The following is a list of found content (video, articles, etc) which has attracted my attention in the past week. Not all of the content is new. It's just a listing of discovered stuff that I found interesting. In a perfect world, I would blog each of them, but alas, this is not a perfect world.
- Whole Food Republicans -- Michael Petrilli writes in the Wall Street Journal about "voters who embrace a progressive lifestyle but not progressive politics." Basically, the idea is that red politicians should reach out to blue states. I guess the opposite is also true: Blue politicians should reach out to red states. The trick is making it work. The "Whole Food Republican" sounds vaguely like Rod Dreher's "Crunchy Con". However, Dreher's work is less about elections and more about culture.
- John Mackey's Conscious Capitalism -- Speaking of Whole Foods, Reason magazine does an interview with the founder of the grocery, John Mackey. Rather than a Republican, Mackey sounds more like a Libertarian. I appreciated his take on people who enter the business world. Instead of assuming a grasping attitude toward money and profit, we should realize that most are not motivated by mammon. Most entrepeneurs are simply excited about providing a better service or good.
- Upper Mismanagement -- The New Republic suggests that the real problem with business is business schools. The article argues that business schools have a preference for business leaders who have little interest in production or customers and more interest in management numbers.
- Obama's Christian Realism -- David Brooks really likes Obama. He especially likes that Obama has said kind things about Reinhold Niebuhr. In the article, Brooks tries to find Niebuhr in Obama's Nobel Prize Speech.
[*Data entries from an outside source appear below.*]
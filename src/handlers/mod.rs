//! HTTP handlers for entity CRUD and text generation.

pub mod entity;
pub mod generation;
pub use entity::*;
pub use generation::*;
- Obama's Nobel Peace Prize Speech -- Honestly, I didn't enjoy the speech. The president gets kudos for taking on some really big issues, but it wasn't coherent. How exactly do we reconcile Martin Luther King, Jr, Ghandhi and George Marshall? The president declares, "But we do not have to think that human nature is perfect for us to still believe that the human condition can be perfected." What does that mean? What is the perfect human condition?
- How to Have an Acts Church (Part One and Part Two) -- Rick Warren looks at the church in Acts and discovers seven characteristics which includes developing small groups and equipping all members for ministry.
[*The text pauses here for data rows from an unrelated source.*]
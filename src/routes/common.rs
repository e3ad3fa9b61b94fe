//! Common routes: health, readiness, version.

use crate::state::AppState;
use axum::{extract::State, routing::get, Json, Router};
use serde::Serialize;

#[derive(Serialize)]
struct HealthBody {
    status: &'static str,
}

#[derive(Serialize)]
struct ReadyBody {
    status: &'static str,
    #[serde(skip_serializing_if = "Option::is_none")]
    store: Option<&'static str>,
}

async fn health() -> Json<HealthBody> {
    Json(HealthBody { status: "ok" })
}

async fn ready(State(state): State<AppState>) -> Result<Json<ReadyBody>, (axum::http::StatusCode, Json<ReadyBody>)> {
    if let Err(e) = state.store.ping().await {
        tracing::warn!(error = %e, "store not ready");
        return Err((
            axum::http::StatusCode::SERVICE_UNAVAILABLE,
            Json(ReadyBody {
                status: "degraded",
                store: Some("unavailable"),
            }),
        ));
    }
    Ok(Json(ReadyBody {
        status: "ok",
        store: Some("ok"),
    }))
}

async fn version() -> Json<serde_json::Value> {
    Json(serde_json::json!({
        "name": env!("CARGO_PKG_NAME"),
        "version": env!("CARGO_PKG_VERSION")
    }))
}

/// GET /health, /ready (store check), /version.
pub fn common_routes(state: AppState) -> Router {
    Router::new()
        .route("/health", get(health))
        .route("/ready", get(ready))
        .route("/version", get(version))
        .with_state(state)
}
- From Liberalism to Social Democracy -- Geoffery Kurtz reviews a book of intellectual history tracing the development of social democracy to the thoughts of Enlightenment liberalism. Are liberalism and social democracy in the same intellectual family, or are they actually two separate things? The article also raises an interesting point. What is the relationship between intellectual movements and concrete events. For example, how is the development of social democracy rooted in the reality of the industrial revolution at the end of the 19th Century?
- Ethnic Media's Four-step Model for the News Industry's Future -- As media outlets continue to struggle in the face of new information technology, Sandra Ordonez finds lessons from the ethnic media. Specialized niche publications are growing while traditional newspapers are shrinking. One interesting idea is that media should not merely report news items. News outlets should also encourage and facilitate the conversation surrounding news items. They should realize that they exist to create communities.